Stored data entries
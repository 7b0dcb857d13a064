pub mod health;

use axum::{
    routing::{get, post},
    Router,
};

use crate::matching::handlers as matching;
use crate::persona::handlers as persona;
use crate::state::AppState;

pub fn build_router(state: AppState) -> Router {
    Router::new()
        .route("/health", get(health::health_handler))
        // Persona + sync
        .route(
            "/api/v1/tenants/:tenant_id/persona",
            get(persona::handle_get_persona).put(persona::handle_put_persona),
        )
        .route(
            "/api/v1/tenants/:tenant_id/sync",
            get(persona::handle_sync_status).post(persona::handle_force_sync),
        )
        // Jobs + matches
        .route(
            "/api/v1/tenants/:tenant_id/jobs",
            post(matching::handle_ingest_job),
        )
        .route(
            "/api/v1/tenants/:tenant_id/matches",
            get(matching::handle_list_matches),
        )
        .route(
            "/api/v1/tenants/:tenant_id/exclusions",
            get(matching::handle_list_exclusions),
        )
        .with_state(state)
}

#[cfg(test)]
mod tests {
    use super::*;
    use std::sync::Arc;

    use axum::body::{to_bytes, Body};
    use axum::http::{Request, StatusCode};
    use serde_json::{json, Value};
    use tower::ServiceExt;
    use uuid::Uuid;

    use crate::persona::signature::fingerprint;
    use crate::store::memory::MemoryStore;
    use crate::store::{JobStore, PersonaStore, SignatureStore};
    use crate::testing::{app_state, FakeScorer};

    async fn send(
        app: &Router,
        method: &str,
        uri: &str,
        body: Option<Value>,
    ) -> (StatusCode, Value) {
        let request = Request::builder()
            .method(method)
            .uri(uri)
            .header("content-type", "application/json")
            .body(match body {
                Some(v) => Body::from(v.to_string()),
                None => Body::empty(),
            })
            .unwrap();
        let response = app.clone().oneshot(request).await.unwrap();
        let status = response.status();
        let bytes = to_bytes(response.into_body(), usize::MAX).await.unwrap();
        let value = if bytes.is_empty() {
            Value::Null
        } else {
            serde_json::from_slice(&bytes).unwrap()
        };
        (status, value)
    }

    fn persona_body(stack: &[&str]) -> Value {
        json!({
            "tech_stack": stack,
            "mandatory_keywords": ["Python"],
            "years_of_experience": 4,
            "seniority": "mid"
        })
    }

    fn job_body(id: &str, seniority: &str) -> Value {
        json!({
            "id": id,
            "title": "Backend Engineer",
            "company": "Example Co",
            "description": "Python services on AWS.",
            "required_skills": ["Python", "AWS"],
            "required_seniority": seniority
        })
    }

    #[tokio::test]
    async fn test_health() {
        let store = Arc::new(MemoryStore::default());
        let (state, _) = app_state(&store, Arc::new(FakeScorer::new(0.5)));
        let (status, body) = send(&build_router(state), "GET", "/health", None).await;
        assert_eq!(status, StatusCode::OK);
        assert_eq!(body["status"], "ok");
    }

    #[tokio::test]
    async fn test_persona_save_reports_change_and_archives() {
        let store = Arc::new(MemoryStore::default());
        let (state, archive) = app_state(&store, Arc::new(FakeScorer::new(0.5)));
        let app = build_router(state);
        let uri = format!("/api/v1/tenants/{}/persona", Uuid::new_v4());

        let (status, first) = send(&app, "PUT", &uri, Some(persona_body(&["Python"]))).await;
        assert_eq!(status, StatusCode::OK);
        assert_eq!(first["changed"], true);

        let (_, again) = send(&app, "PUT", &uri, Some(persona_body(&["python"]))).await;
        assert_eq!(again["changed"], false);
        assert_eq!(again["signature"], first["signature"]);

        let (status, stored) = send(&app, "GET", &uri, None).await;
        assert_eq!(status, StatusCode::OK);
        assert_eq!(stored["seniority"], "mid");

        for _ in 0..100 {
            if archive.count() == 1 {
                break;
            }
            tokio::time::sleep(std::time::Duration::from_millis(5)).await;
        }
        assert_eq!(archive.count(), 1);
    }

    #[tokio::test]
    async fn test_invalid_persona_is_bad_request() {
        let store = Arc::new(MemoryStore::default());
        let (state, _) = app_state(&store, Arc::new(FakeScorer::new(0.5)));
        let app = build_router(state);
        let uri = format!("/api/v1/tenants/{}/persona", Uuid::new_v4());

        let mut wizard = persona_body(&["Python"]);
        wizard["seniority"] = json!("wizard");
        let (status, body) = send(&app, "PUT", &uri, Some(wizard)).await;
        assert_eq!(status, StatusCode::BAD_REQUEST);
        assert_eq!(body["error"]["code"], "VALIDATION_ERROR");

        let (status, _) = send(&app, "PUT", &uri, Some(persona_body(&["Python", " "]))).await;
        assert_eq!(status, StatusCode::BAD_REQUEST);
    }

    #[tokio::test]
    async fn test_ingest_scores_and_lists() {
        let store = Arc::new(MemoryStore::default());
        let (state, _) = app_state(&store, Arc::new(FakeScorer::new(0.9)));
        let app = build_router(state);
        let tenant = Uuid::new_v4();
        let base = format!("/api/v1/tenants/{tenant}");

        send(&app, "PUT", &format!("{base}/persona"), Some(persona_body(&["Python"]))).await;

        let (status, record) =
            send(&app, "POST", &format!("{base}/jobs"), Some(job_body("j-senior", "senior"))).await;
        assert_eq!(status, StatusCode::OK);
        assert_eq!(record["score"], 85);
        assert_eq!(record["status"], "scored");
        assert_eq!(record["missing_skills"], json!(["AWS"]));

        let (_, all) = send(&app, "GET", &format!("{base}/matches"), None).await;
        assert_eq!(all.as_array().unwrap().len(), 1);
        let (_, excluded) =
            send(&app, "GET", &format!("{base}/matches?status=excluded"), None).await;
        assert!(excluded.as_array().unwrap().is_empty());
        let (status, _) = send(&app, "GET", &format!("{base}/matches?status=maybe"), None).await;
        assert_eq!(status, StatusCode::BAD_REQUEST);
    }

    #[tokio::test]
    async fn test_excluded_job_shows_in_exclusions() {
        let store = Arc::new(MemoryStore::default());
        let (state, _) = app_state(&store, Arc::new(FakeScorer::new(0.3)));
        let app = build_router(state);
        let base = format!("/api/v1/tenants/{}", Uuid::new_v4());

        send(&app, "PUT", &format!("{base}/persona"), Some(persona_body(&["Python"]))).await;
        let (_, record) = send(
            &app,
            "POST",
            &format!("{base}/jobs"),
            Some(job_body("j-principal", "principal")),
        )
        .await;
        assert_eq!(record["status"], "excluded");

        let (status, body) = send(&app, "GET", &format!("{base}/exclusions"), None).await;
        assert_eq!(status, StatusCode::OK);
        assert_eq!(body["job_ids"], json!(["j-principal"]));
    }

    #[tokio::test]
    async fn test_ingest_without_persona_is_not_found() {
        let store = Arc::new(MemoryStore::default());
        let (state, _) = app_state(&store, Arc::new(FakeScorer::new(0.9)));
        let uri = format!("/api/v1/tenants/{}/jobs", Uuid::new_v4());
        let app = build_router(state);
        let (status, _) = send(&app, "POST", &uri, Some(job_body("j1", "mid"))).await;
        assert_eq!(status, StatusCode::NOT_FOUND);
    }

    #[tokio::test]
    async fn test_scorer_timeout_maps_to_gateway_timeout() {
        let store = Arc::new(MemoryStore::default());
        let scorer = Arc::new(FakeScorer::new(0.9));
        scorer.fail_with(crate::scorer::ScorerError::Timeout(std::time::Duration::from_secs(30)));
        let (state, _) = app_state(&store, scorer);
        let app = build_router(state);
        let base = format!("/api/v1/tenants/{}", Uuid::new_v4());

        send(&app, "PUT", &format!("{base}/persona"), Some(persona_body(&["Python"]))).await;
        let (status, body) =
            send(&app, "POST", &format!("{base}/jobs"), Some(job_body("j1", "mid"))).await;
        assert_eq!(status, StatusCode::GATEWAY_TIMEOUT);
        assert_eq!(body["error"]["code"], "SCORER_TIMEOUT");

        let (_, all) = send(&app, "GET", &format!("{base}/matches"), None).await;
        assert!(all.as_array().unwrap().is_empty());
    }

    #[tokio::test]
    async fn test_reingest_scores_the_stored_job() {
        let store = Arc::new(MemoryStore::default());
        let scorer = Arc::new(FakeScorer::new(0.9));
        let (state, _) = app_state(&store, scorer.clone());
        let app = build_router(state);
        let tenant = Uuid::new_v4();
        let base = format!("/api/v1/tenants/{tenant}");
        send(&app, "PUT", &format!("{base}/persona"), Some(persona_body(&["Python"]))).await;

        scorer.fail_with(crate::scorer::ScorerError::Unavailable("down".to_string()));
        let (status, _) =
            send(&app, "POST", &format!("{base}/jobs"), Some(job_body("j1", "mid"))).await;
        assert_eq!(status, StatusCode::SERVICE_UNAVAILABLE);
        scorer.recover();

        // Same id, different content without the mandatory keyword.
        let mut rewritten = job_body("j1", "mid");
        rewritten["description"] = json!("Go only.");
        rewritten["required_skills"] = json!(["Go"]);
        let (status, record) = send(&app, "POST", &format!("{base}/jobs"), Some(rewritten)).await;
        assert_eq!(status, StatusCode::OK);
        assert_eq!(record["status"], "scored");
        assert_eq!(record["missing_skills"], json!(["AWS"]));

        let stored = store.get_job(tenant, "j1").await.unwrap().unwrap();
        assert_eq!(stored.description, "Python services on AWS.");
        let (_, body) = send(&app, "GET", &format!("{base}/exclusions"), None).await;
        assert_eq!(body["job_ids"], json!([]));
    }

    #[tokio::test]
    async fn test_concurrent_persona_puts_sign_the_live_persona() {
        let store = Arc::new(MemoryStore::default());
        let (state, _) = app_state(&store, Arc::new(FakeScorer::new(0.5)));
        let app = build_router(state);
        let tenant = Uuid::new_v4();
        let uri = format!("/api/v1/tenants/{tenant}/persona");

        let mut handles = Vec::new();
        for extra in ["Go", "Rust", "Kotlin", "Scala"] {
            let app = app.clone();
            let uri = uri.clone();
            handles.push(tokio::spawn(async move {
                send(&app, "PUT", &uri, Some(persona_body(&["Python", extra]))).await
            }));
        }
        for handle in handles {
            assert_eq!(handle.await.unwrap().0, StatusCode::OK);
        }

        let live = store.get_persona(tenant).await.unwrap().unwrap();
        let current = store.current_signature(tenant).await.unwrap();
        assert_eq!(current, Some(fingerprint(&live)));
    }

    #[tokio::test]
    async fn test_force_sync_and_status() {
        let store = Arc::new(MemoryStore::default());
        let (state, _) = app_state(&store, Arc::new(FakeScorer::new(0.9)));
        let app = build_router(state);
        let base = format!("/api/v1/tenants/{}", Uuid::new_v4());

        let (status, _) = send(&app, "POST", &format!("{base}/sync"), None).await;
        assert_eq!(status, StatusCode::NOT_FOUND);

        send(&app, "PUT", &format!("{base}/persona"), Some(persona_body(&["Python"]))).await;
        let (status, scheduled) = send(&app, "POST", &format!("{base}/sync"), None).await;
        assert_eq!(status, StatusCode::ACCEPTED);
        assert_eq!(scheduled["changed"], false);

        let (status, report) = send(&app, "GET", &format!("{base}/sync"), None).await;
        assert_eq!(status, StatusCode::OK);
        assert_eq!(report["signature"], scheduled["signature"]);
    }
}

* Your task *
Sift through the entries and copy every line with "ScorerError".

* Result *
        scorer.fail_with(crate::scorer::ScorerError::Timeout(std::time::Duration::from_secs(30)));
        scorer.fail_with(crate::scorer::ScorerError::Unavailable("down".to_string()));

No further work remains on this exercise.